**ENTRIES SUPPLIED:**
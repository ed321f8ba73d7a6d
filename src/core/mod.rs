//! Core data model: identifiers, schedules, and retry state.

pub mod retry;
pub mod schedule;
pub mod types;
//! SQLite audit store.

use async_trait::async_trait;
use sqlx::sqlite::{SqliteConnectOptions, SqlitePool, SqlitePoolOptions};
use std::path::Path;
use std::str::FromStr;
use uuid::Uuid;

use super::{AuditError, AuditRecord, AuditStore, Page, TaskOutcome};
use crate::core::types::{AuditId, GroupId, TaskId};
use crate::store::sqlite::{datetime_to_string, string_to_datetime};

/// SQLite audit store backend.
pub struct SqliteAuditStore {
    pool: SqlitePool,
}

type AuditRow = (
    String,         // audit_id
    String,         // group_id
    String,         // task_id
    String,         // node_id
    String,         // fire_time
    i64,            // run_time_ms
    String,         // outcome
    Option<String>, // log
    Option<String>, // detail
    bool,           // misfire
    String,         // created_at
);

impl SqliteAuditStore {
    /// Open (or create) a database file and run migrations.
    pub async fn new(path: impl AsRef<Path>) -> Result<Self, AuditError> {
        let path_str = path.as_ref().to_string_lossy();
        let options = SqliteConnectOptions::from_str(&format!("sqlite:{}", path_str))
            .map_err(|e| AuditError::Other(e.to_string()))?
            .create_if_missing(true);

        let pool = SqlitePoolOptions::new()
            .max_connections(5)
            .connect_with(options)
            .await
            .map_err(|e| AuditError::Other(e.to_string()))?;

        let store = Self { pool };
        store.run_migrations().await?;
        Ok(store)
    }

    /// Create an in-memory database (useful for testing).
    pub async fn in_memory() -> Result<Self, AuditError> {
        let options = SqliteConnectOptions::from_str("sqlite::memory:")
            .map_err(|e| AuditError::Other(e.to_string()))?;

        let pool = SqlitePoolOptions::new()
            .max_connections(1)
            .connect_with(options)
            .await
            .map_err(|e| AuditError::Other(e.to_string()))?;

        let store = Self { pool };
        store.run_migrations().await?;
        Ok(store)
    }

    /// Reuse the pool of an existing trigger store so both tables share one
    /// database file.
    pub fn from_pool(pool: SqlitePool) -> Self {
        Self { pool }
    }

    async fn run_migrations(&self) -> Result<(), AuditError> {
        let schema = include_str!("../../migrations/001_initial_schema.sql");
        sqlx::raw_sql(schema)
            .execute(&self.pool)
            .await
            .map_err(|e| AuditError::Other(format!("migration failed: {}", e)))?;
        Ok(())
    }

    fn row_to_record(row: AuditRow) -> Result<AuditRecord, AuditError> {
        let id = Uuid::parse_str(&row.0)
            .map(AuditId::from_uuid)
            .map_err(|e| AuditError::Serialization(e.to_string()))?;
        Ok(AuditRecord {
            id,
            group_id: GroupId::new(row.1),
            task_id: TaskId::new(row.2),
            node_id: row.3,
            fire_time: string_to_datetime(&row.4),
            run_time_ms: row.5,
            outcome: string_to_outcome(&row.6),
            log: row.7,
            detail: row.8,
            misfire: row.9,
            created_at: string_to_datetime(&row.10),
        })
    }
}

fn outcome_to_string(outcome: TaskOutcome) -> &'static str {
    match outcome {
        TaskOutcome::Success => "success",
        TaskOutcome::Error => "error",
    }
}

fn string_to_outcome(s: &str) -> TaskOutcome {
    match s {
        "success" => TaskOutcome::Success,
        _ => TaskOutcome::Error,
    }
}

const SELECT_RECORD: &str = "SELECT audit_id, group_id, task_id, node_id, fire_time, \
     run_time_ms, outcome, log, detail, misfire, created_at FROM audit_log";

const ORDER_NEWEST_FIRST: &str = "ORDER BY CAST(fire_time AS INTEGER) DESC, seq DESC";

#[async_trait]
impl AuditStore for SqliteAuditStore {
    async fn create(&self, record: AuditRecord) -> Result<(), AuditError> {
        sqlx::query(
            r#"
            INSERT INTO audit_log (audit_id, group_id, task_id, node_id, fire_time,
                run_time_ms, outcome, log, detail, misfire, created_at)
            VALUES (?, ?, ?, ?, ?, ?, ?, ?, ?, ?, ?)
            "#,
        )
        .bind(record.id.to_string())
        .bind(record.group_id.as_str())
        .bind(record.task_id.as_str())
        .bind(&record.node_id)
        .bind(datetime_to_string(record.fire_time))
        .bind(record.run_time_ms)
        .bind(outcome_to_string(record.outcome))
        .bind(&record.log)
        .bind(&record.detail)
        .bind(record.misfire)
        .bind(datetime_to_string(record.created_at))
        .execute(&self.pool)
        .await
        .map_err(|e| AuditError::Other(e.to_string()))?;
        Ok(())
    }

    async fn find_all(&self, page: Page) -> Result<Vec<AuditRecord>, AuditError> {
        let rows: Vec<AuditRow> = sqlx::query_as(&format!(
            "{} {} LIMIT ? OFFSET ?",
            SELECT_RECORD, ORDER_NEWEST_FIRST
        ))
        .bind(page.size as i64)
        .bind(page.offset() as i64)
        .fetch_all(&self.pool)
        .await
        .map_err(|e| AuditError::Other(e.to_string()))?;

        rows.into_iter().map(Self::row_to_record).collect()
    }

    async fn find(
        &self,
        group_id: &GroupId,
        task_id: &TaskId,
        page: Page,
    ) -> Result<Vec<AuditRecord>, AuditError> {
        let rows: Vec<AuditRow> = sqlx::query_as(&format!(
            "{} WHERE group_id = ? AND task_id = ? {} LIMIT ? OFFSET ?",
            SELECT_RECORD, ORDER_NEWEST_FIRST
        ))
        .bind(group_id.as_str())
        .bind(task_id.as_str())
        .bind(page.size as i64)
        .bind(page.offset() as i64)
        .fetch_all(&self.pool)
        .await
        .map_err(|e| AuditError::Other(e.to_string()))?;

        rows.into_iter().map(Self::row_to_record).collect()
    }

    async fn most_recent(
        &self,
        group_id: &GroupId,
        task_id: &TaskId,
    ) -> Result<Option<AuditRecord>, AuditError> {
        let row: Option<AuditRow> = sqlx::query_as(&format!(
            "{} WHERE group_id = ? AND task_id = ? {} LIMIT 1",
            SELECT_RECORD, ORDER_NEWEST_FIRST
        ))
        .bind(group_id.as_str())
        .bind(task_id.as_str())
        .fetch_optional(&self.pool)
        .await
        .map_err(|e| AuditError::Other(e.to_string()))?;

        row.map(Self::row_to_record).transpose()
    }

    async fn count(&self) -> Result<u64, AuditError> {
        let row: (i64,) = sqlx::query_as("SELECT COUNT(*) FROM audit_log")
            .fetch_one(&self.pool)
            .await
            .map_err(|e| AuditError::Other(e.to_string()))?;
        Ok(row.0 as u64)
    }

    async fn count_for(&self, group_id: &GroupId, task_id: &TaskId) -> Result<u64, AuditError> {
        let row: (i64,) =
            sqlx::query_as("SELECT COUNT(*) FROM audit_log WHERE group_id = ? AND task_id = ?")
                .bind(group_id.as_str())
                .bind(task_id.as_str())
                .fetch_one(&self.pool)
                .await
                .map_err(|e| AuditError::Other(e.to_string()))?;
        Ok(row.0 as u64)
    }
}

**EXERCISE:** When copying the data above, keep every line exactly as written.

**TASK ANSWER:**
repository ed321f8ba73d7a6d
filename src/core/mod.rs
//! Core data model: identifiers, schedules, and retry state.

pub mod retry;
pub mod schedule;
pub mod types;
//! SQLite audit store.

use async_trait::async_trait;
use sqlx::sqlite::{SqliteConnectOptions, SqlitePool, SqlitePoolOptions};
use std::path::Path;
use std::str::FromStr;
use uuid::Uuid;

use super::{AuditError, AuditRecord, AuditStore, Page, TaskOutcome};
use crate::core::types::{AuditId, GroupId, TaskId};
use crate::store::sqlite::{datetime_to_string, string_to_datetime};

/// SQLite audit store backend.
pub struct SqliteAuditStore {
    pool: SqlitePool,
}

type AuditRow = (
    String,         // audit_id
    String,         // group_id
    String,         // task_id
    String,         // node_id
    String,         // fire_time
    i64,            // run_time_ms
    String,         // outcome
    Option<String>, // log
    Option<String>, // detail
    bool,           // misfire
    String,         // created_at
);

impl SqliteAuditStore {
    /// Open (or create) a database file and run migrations.
    pub async fn new(path: impl AsRef<Path>) -> Result<Self, AuditError> {
        let path_str = path.as_ref().to_string_lossy();
        let options = SqliteConnectOptions::from_str(&format!("sqlite:{}", path_str))
            .map_err(|e| AuditError::Other(e.to_string()))?
            .create_if_missing(true);

        let pool = SqlitePoolOptions::new()
            .max_connections(5)
            .connect_with(options)
            .await
            .map_err(|e| AuditError::Other(e.to_string()))?;

        let store = Self { pool };
        store.run_migrations().await?;
        Ok(store)
    }

    /// Create an in-memory database (useful for testing).
    pub async fn in_memory() -> Result<Self, AuditError> {
        let options = SqliteConnectOptions::from_str("sqlite::memory:")
            .map_err(|e| AuditError::Other(e.to_string()))?;

        let pool = SqlitePoolOptions::new()
            .max_connections(1)
            .connect_with(options)
            .await
            .map_err(|e| AuditError::Other(e.to_string()))?;

        let store = Self { pool };
        store.run_migrations().await?;
        Ok(store)
    }

    /// Reuse the pool of an existing trigger store so both tables share one
    /// database file.
    pub fn from_pool(pool: SqlitePool) -> Self {
        Self { pool }
    }

    async fn run_migrations(&self) -> Result<(), AuditError> {
        let schema = include_str!("../../migrations/001_initial_schema.sql");
        sqlx::raw_sql(schema)
            .execute(&self.pool)
            .await
            .map_err(|e| AuditError::Other(format!("migration failed: {}", e)))?;
        Ok(())
    }

    fn row_to_record(row: AuditRow) -> Result<AuditRecord, AuditError> {
        let id = Uuid::parse_str(&row.0)
            .map(AuditId::from_uuid)
            .map_err(|e| AuditError::Serialization(e.to_string()))?;
        Ok(AuditRecord {
            id,
            group_id: GroupId::new(row.1),
            task_id: TaskId::new(row.2),
            node_id: row.3,
            fire_time: string_to_datetime(&row.4),
            run_time_ms: row.5,
            outcome: string_to_outcome(&row.6),
            log: row.7,
            detail: row.8,
            misfire: row.9,
            created_at: string_to_datetime(&row.10),
        })
    }
}

fn outcome_to_string(outcome: TaskOutcome) -> &'static str {
    match outcome {
        TaskOutcome::Success => "success",
        TaskOutcome::Error => "error",
    }
}

fn string_to_outcome(s: &str) -> TaskOutcome {
    match s {
        "success" => TaskOutcome::Success,
        _ => TaskOutcome::Error,
    }
}

const SELECT_RECORD: &str = "SELECT audit_id, group_id, task_id, node_id, fire_time, \
     run_time_ms, outcome, log, detail, misfire, created_at FROM audit_log";

const ORDER_NEWEST_FIRST: &str = "ORDER BY CAST(fire_time AS INTEGER) DESC, seq DESC";

#[async_trait]
impl AuditStore for SqliteAuditStore {
    async fn create(&self, record: AuditRecord) -> Result<(), AuditError> {
        sqlx::query(
            r#"
            INSERT INTO audit_log (audit_id, group_id, task_id, node_id, fire_time,
                run_time_ms, outcome, log, detail, misfire, created_at)
            VALUES (?, ?, ?, ?, ?, ?, ?, ?, ?, ?, ?)
            "#,
        )
        .bind(record.id.to_string())
        .bind(record.group_id.as_str())
        .bind(record.task_id.as_str())
        .bind(&record.node_id)
        .bind(datetime_to_string(record.fire_time))
        .bind(record.run_time_ms)
        .bind(outcome_to_string(record.outcome))
        .bind(&record.log)
        .bind(&record.detail)
        .bind(record.misfire)
        .bind(datetime_to_string(record.created_at))
        .execute(&self.pool)
        .await
        .map_err(|e| AuditError::Other(e.to_string()))?;
        Ok(())
    }

    async fn find_all(&self, page: Page) -> Result<Vec<AuditRecord>, AuditError> {
        let rows: Vec<AuditRow> = sqlx::query_as(&format!(
            "{} {} LIMIT ? OFFSET ?",
            SELECT_RECORD, ORDER_NEWEST_FIRST
        ))
        .bind(page.size as i64)
        .bind(page.offset() as i64)
        .fetch_all(&self.pool)
        .await
        .map_err(|e| AuditError::Other(e.to_string()))?;

        rows.into_iter().map(Self::row_to_record).collect()
    }

    async fn find(
        &self,
        group_id: &GroupId,
        task_id: &TaskId,
        page: Page,
    ) -> Result<Vec<AuditRecord>, AuditError> {
        let rows: Vec<AuditRow> = sqlx::query_as(&format!(
            "{} WHERE group_id = ? AND task_id = ? {} LIMIT ? OFFSET ?",
            SELECT_RECORD, ORDER_NEWEST_FIRST
        ))
        .bind(group_id.as_str())
        .bind(task_id.as_str())
        .bind(page.size as i64)
        .bind(page.offset() as i64)
        .fetch_all(&self.pool)
        .await
        .map_err(|e| AuditError::Other(e.to_string()))?;

        rows.into_iter().map(Self::row_to_record).collect()
    }

    async fn most_recent(
        &self,
        group_id: &GroupId,
        task_id: &TaskId,
    ) -> Result<Option<AuditRecord>, AuditError> {
        let row: Option<AuditRow> = sqlx::query_as(&format!(
            "{} WHERE group_id = ? AND task_id = ? {} LIMIT 1",
            SELECT_RECORD, ORDER_NEWEST_FIRST
        ))
        .bind(group_id.as_str())
        .bind(task_id.as_str())
        .fetch_optional(&self.pool)
        .await
        .map_err(|e| AuditError::Other(e.to_string()))?;

        row.map(Self::row_to_record).transpose()
    }

    async fn count(&self) -> Result<u64, AuditError> {
        let row: (i64,) = sqlx::query_as("SELECT COUNT(*) FROM audit_log")
            .fetch_one(&self.pool)
            .await
            .map_err(|e| AuditError::Other(e.to_string()))?;
        Ok(row.0 as u64)
    }

    async fn count_for(&self, group_id: &GroupId, task_id: &TaskId) -> Result<u64, AuditError> {
        let row: (i64,) =
            sqlx::query_as("SELECT COUNT(*) FROM audit_log WHERE group_id = ? AND task_id = ?")
                .bind(group_id.as_str())
                .bind(task_id.as_str())
                .fetch_one(&self.pool)
                .await
                .map_err(|e| AuditError::Other(e.to_string()))?;
        Ok(row.0 as u64)
    }
}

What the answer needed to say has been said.